[Source data]
##############################

use log::{debug, info, warn};
use serde_json::Value;

use crate::error::Result;
use crate::parser::normalize;
use crate::source::AllocationSource;
use super::teams::{build_team_universe, find_duplicate_slots};
use super::types::{AllocationRecord, Filter, PivotSet, StatisticsState};

/// Sequence number of one record load; only the newest started load may land
#[derive(Debug, Clone, Copy, PartialEq, Eq, PartialOrd, Ord)]
pub struct LoadTicket(u64);

/// Statistics view controller
///
/// Owns the active filter and the last normalized record set. Every filter
/// change rebuilds the tables from scratch. Loads are tagged with a
/// `LoadTicket` so a slow load that finishes after a newer one started is
/// thrown away instead of replacing fresher data.
#[derive(Debug, Default)]
pub struct StatisticsView {
    state: StatisticsState,
    teams: Vec<String>,
    last_started: u64,
}

impl StatisticsView {
    pub fn new() -> Self {
        Self::default()
    }

    pub fn filter(&self) -> &Filter {
        &self.state.filter
    }

    pub fn records(&self) -> &[AllocationRecord] {
        &self.state.records
    }

    /// Team universe of the cached records (unaffected by the filter)
    pub fn teams(&self) -> &[String] {
        &self.teams
    }

    pub fn pivot(&self) -> PivotSet {
        self.state.pivot()
    }

    /// Changes the filter and rebuilds every table
    pub fn set_filter(&mut self, filter: Filter) -> PivotSet {
        debug!("Statistics filter set to {}", filter.as_str());
        self.state = self.state.with_filter(filter);
        self.pivot()
    }

    /// Marks the start of a load; any older load still in flight becomes stale
    pub fn begin_load(&mut self) -> LoadTicket {
        self.last_started += 1;
        LoadTicket(self.last_started)
    }

    pub fn is_current(&self, ticket: LoadTicket) -> bool {
        ticket.0 == self.last_started
    }

    /// Applies the outcome of a load started with `ticket`
    ///
    /// Returns the rebuilt tables, or `None` when the load was stale or failed.
    /// A failed load leaves the previous records in place.
    pub fn finish_load(&mut self, ticket: LoadTicket, result: Result<Vec<Value>>) -> Option<PivotSet> {
        if !self.is_current(ticket) {
            debug!(
                "Discarding statistics load #{} (newest is #{})",
                ticket.0, self.last_started
            );
            return None;
        }

        match result {
            Ok(raw) => {
                self.replace_records(normalize(&raw));
                Some(self.pivot())
            }
            Err(e) => {
                warn!("Failed to fetch statistics data: {}", e);
                None
            }
        }
    }

    /// Performs a full load from `source` and rebuilds the tables
    pub async fn load_from(&mut self, source: &dyn AllocationSource) -> Option<PivotSet> {
        let ticket = self.begin_load();
        info!("Loading statistics from {}", source.describe());
        let result = source.fetch().await;
        self.finish_load(ticket, result)
    }

    fn replace_records(&mut self, records: Vec<AllocationRecord>) {
        for duplicate in find_duplicate_slots(&records) {
            warn!(
                "{} has {} allocations on {}; only the last one is shown",
                duplicate.team_name, duplicate.count, duplicate.date
            );
        }

        self.teams = build_team_universe(&records);
        info!(
            "Statistics loaded: {} allocations across {} teams",
            records.len(),
            self.teams.len()
        );
        self.state = StatisticsState {
            records: records.into(),
            filter: self.state.filter.clone(),
        };
    }
}
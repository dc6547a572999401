pub mod types;
pub mod age_group;
pub mod teams;
pub mod pivot;
pub mod view;

pub use types::{AllocationRecord, Filter, PivotSet, PivotTable, RosterTeam, SlotCell, ALL_TEAMS};
pub use age_group::group_roster_by_age_group;
pub use pivot::format_start_time;
pub use view::StatisticsView;
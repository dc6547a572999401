use std::path::PathBuf;
use crate::source::{AllocationSource, HttpSource, OutputDirSource};
use crate::stats::Filter;

pub const DEFAULT_PORT: u16 = 8080;
pub const DEFAULT_OUTPUT_DIR: &str = "Output";
pub const DEFAULT_ADMIN_PASSWORD: &str = "admin123";

pub const USAGE: &str = "usage: pitch-stats [web [PORT] | show [TEAM] [--from FILE] [--csv FILE]]";

/// What the binary was asked to do
#[derive(Debug, Clone, PartialEq)]
pub enum Command {
    /// Serve the statistics pages and API
    Web { port: u16 },
    /// Print the tables once; optionally read a saved history and export the match times as CSV
    Show {
        filter: Filter,
        history: Option<PathBuf>,
        csv_out: Option<PathBuf>,
    },
}

/// Settings taken from the environment
#[derive(Debug, Clone, PartialEq)]
pub struct Config {
    pub output_dir: PathBuf,
    pub source_url: Option<String>,
    pub admin_password: String,
}

impl Config {
    pub fn from_env() -> Self {
        Self::from_lookup(|key| std::env::var(key).ok())
    }

    /// Reads `STATS_OUTPUT_DIR`, `STATS_SOURCE_URL` and `ADMIN_PASSWORD` through `lookup`
    pub fn from_lookup(lookup: impl Fn(&str) -> Option<String>) -> Self {
        Config {
            output_dir: lookup("STATS_OUTPUT_DIR")
                .map(PathBuf::from)
                .unwrap_or_else(|| PathBuf::from(DEFAULT_OUTPUT_DIR)),
            source_url: lookup("STATS_SOURCE_URL").filter(|url| !url.trim().is_empty()),
            admin_password: lookup("ADMIN_PASSWORD")
                .unwrap_or_else(|| DEFAULT_ADMIN_PASSWORD.to_string()),
        }
    }

    /// Remote endpoint when configured, otherwise the local output directory
    pub fn source(&self) -> Box<dyn AllocationSource> {
        match &self.source_url {
            Some(url) => Box::new(HttpSource::new(url.clone())),
            None => Box::new(OutputDirSource::new(&self.output_dir)),
        }
    }
}

/// Parses command-line arguments (program name included)
pub fn parse_command(args: &[String]) -> Result<Command, String> {
    match args.get(1).map(String::as_str) {
        Some("web") => {
            let port = args
                .get(2)
                .and_then(|p| p.parse::<u16>().ok())
                .unwrap_or(DEFAULT_PORT);
            Ok(Command::Web { port })
        }
        None | Some("show") => {
            let mut filter = Filter::All;
            let mut history = None;
            let mut csv_out = None;
            let mut rest = args.iter().skip(2);
            while let Some(arg) = rest.next() {
                match arg.as_str() {
                    "--csv" => {
                        let path = rest.next().ok_or("--csv needs a file name")?;
                        csv_out = Some(PathBuf::from(path));
                    }
                    "--from" => {
                        let path = rest.next().ok_or("--from needs a file name")?;
                        history = Some(PathBuf::from(path));
                    }
                    team => filter = Filter::from(team),
                }
            }
            Ok(Command::Show { filter, history, csv_out })
        }
        Some(other) => Err(format!("unknown command '{}'\n{}", other, USAGE)),
    }
}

##############################

*Your goal:* Extract all the entries word for word.

*Answer to the problem:*
use log::{debug, info, warn};
use serde_json::Value;

use crate::error::Result;
use crate::parser::normalize;
use crate::source::AllocationSource;
use super::teams::{build_team_universe, find_duplicate_slots};
use super::types::{AllocationRecord, Filter, PivotSet, StatisticsState};

/// Sequence number of one record load; only the newest started load may land
#[derive(Debug, Clone, Copy, PartialEq, Eq, PartialOrd, Ord)]
pub struct LoadTicket(u64);

/// Statistics view controller
///
/// Owns the active filter and the last normalized record set. Every filter
/// change rebuilds the tables from scratch. Loads are tagged with a
/// `LoadTicket` so a slow load that finishes after a newer one started is
/// thrown away instead of replacing fresher data.
#[derive(Debug, Default)]
pub struct StatisticsView {
    state: StatisticsState,
    teams: Vec<String>,
    last_started: u64,
}

impl StatisticsView {
    pub fn new() -> Self {
        Self::default()
    }

    pub fn filter(&self) -> &Filter {
        &self.state.filter
    }

    pub fn records(&self) -> &[AllocationRecord] {
        &self.state.records
    }

    /// Team universe of the cached records (unaffected by the filter)
    pub fn teams(&self) -> &[String] {
        &self.teams
    }

    pub fn pivot(&self) -> PivotSet {
        self.state.pivot()
    }

    /// Changes the filter and rebuilds every table
    pub fn set_filter(&mut self, filter: Filter) -> PivotSet {
        debug!("Statistics filter set to {}", filter.as_str());
        self.state = self.state.with_filter(filter);
        self.pivot()
    }

    /// Marks the start of a load; any older load still in flight becomes stale
    pub fn begin_load(&mut self) -> LoadTicket {
        self.last_started += 1;
        LoadTicket(self.last_started)
    }

    pub fn is_current(&self, ticket: LoadTicket) -> bool {
        ticket.0 == self.last_started
    }

    /// Applies the outcome of a load started with `ticket`
    ///
    /// Returns the rebuilt tables, or `None` when the load was stale or failed.
    /// A failed load leaves the previous records in place.
    pub fn finish_load(&mut self, ticket: LoadTicket, result: Result<Vec<Value>>) -> Option<PivotSet> {
        if !self.is_current(ticket) {
            debug!(
                "Discarding statistics load #{} (newest is #{})",
                ticket.0, self.last_started
            );
            return None;
        }

        match result {
            Ok(raw) => {
                self.replace_records(normalize(&raw));
                Some(self.pivot())
            }
            Err(e) => {
                warn!("Failed to fetch statistics data: {}", e);
                None
            }
        }
    }

    /// Performs a full load from `source` and rebuilds the tables
    pub async fn load_from(&mut self, source: &dyn AllocationSource) -> Option<PivotSet> {
        let ticket = self.begin_load();
        info!("Loading statistics from {}", source.describe());
        let result = source.fetch().await;
        self.finish_load(ticket, result)
    }

    fn replace_records(&mut self, records: Vec<AllocationRecord>) {
        for duplicate in find_duplicate_slots(&records) {
            warn!(
                "{} has {} allocations on {}; only the last one is shown",
                duplicate.team_name, duplicate.count, duplicate.date
            );
        }

        self.teams = build_team_universe(&records);
        info!(
            "Statistics loaded: {} allocations across {} teams",
            records.len(),
            self.teams.len()
        );
        self.state = StatisticsState {
            records: records.into(),
            filter: self.state.filter.clone(),
        };
    }
}
repository dc6547a572999401
pub mod types;
pub mod age_group;
pub mod teams;
pub mod pivot;
pub mod view;

pub use types::{AllocationRecord, Filter, PivotSet, PivotTable, RosterTeam, SlotCell, ALL_TEAMS};
pub use age_group::group_roster_by_age_group;
pub use pivot::format_start_time;
pub use view::StatisticsView;
repository dc6547a572999401
use std::path::PathBuf;
use crate::source::{AllocationSource, HttpSource, OutputDirSource};
use crate::stats::Filter;

pub const DEFAULT_PORT: u16 = 8080;
pub const DEFAULT_OUTPUT_DIR: &str = "Output";
pub const DEFAULT_ADMIN_PASSWORD: &str = "admin123";

pub const USAGE: &str = "usage: pitch-stats [web [PORT] | show [TEAM] [--from FILE] [--csv FILE]]";

/// What the binary was asked to do
#[derive(Debug, Clone, PartialEq)]
pub enum Command {
    /// Serve the statistics pages and API
    Web { port: u16 },
    /// Print the tables once; optionally read a saved history and export the match times as CSV
    Show {
        filter: Filter,
        history: Option<PathBuf>,
        csv_out: Option<PathBuf>,
    },
}

/// Settings taken from the environment
#[derive(Debug, Clone, PartialEq)]
pub struct Config {
    pub output_dir: PathBuf,
    pub source_url: Option<String>,
    pub admin_password: String,
}

impl Config {
    pub fn from_env() -> Self {
        Self::from_lookup(|key| std::env::var(key).ok())
    }

    /// Reads `STATS_OUTPUT_DIR`, `STATS_SOURCE_URL` and `ADMIN_PASSWORD` through `lookup`
    pub fn from_lookup(lookup: impl Fn(&str) -> Option<String>) -> Self {
        Config {
            output_dir: lookup("STATS_OUTPUT_DIR")
                .map(PathBuf::from)
                .unwrap_or_else(|| PathBuf::from(DEFAULT_OUTPUT_DIR)),
            source_url: lookup("STATS_SOURCE_URL").filter(|url| !url.trim().is_empty()),
            admin_password: lookup("ADMIN_PASSWORD")
                .unwrap_or_else(|| DEFAULT_ADMIN_PASSWORD.to_string()),
        }
    }

    /// Remote endpoint when configured, otherwise the local output directory
    pub fn source(&self) -> Box<dyn AllocationSource> {
        match &self.source_url {
            Some(url) => Box::new(HttpSource::new(url.clone())),
            None => Box::new(OutputDirSource::new(&self.output_dir)),
        }
    }
}

/// Parses command-line arguments (program name included)
pub fn parse_command(args: &[String]) -> Result<Command, String> {
    match args.get(1).map(String::as_str) {
        Some("web") => {
            let port = args
                .get(2)
                .and_then(|p| p.parse::<u16>().ok())
                .unwrap_or(DEFAULT_PORT);
            Ok(Command::Web { port })
        }
        None | Some("show") => {
            let mut filter = Filter::All;
            let mut history = None;
            let mut csv_out = None;
            let mut rest = args.iter().skip(2);
            while let Some(arg) = rest.next() {
                match arg.as_str() {
                    "--csv" => {
                        let path = rest.next().ok_or("--csv needs a file name")?;
                        csv_out = Some(PathBuf::from(path));
                    }
                    "--from" => {
                        let path = rest.next().ok_or("--from needs a file name")?;
                        history = Some(PathBuf::from(path));
                    }
                    team => filter = Filter::from(team),
                }
            }
            Ok(Command::Show { filter, history, csv_out })
        }
        Some(other) => Err(format!("unknown command '{}'\n{}", other, USAGE)),
    }
}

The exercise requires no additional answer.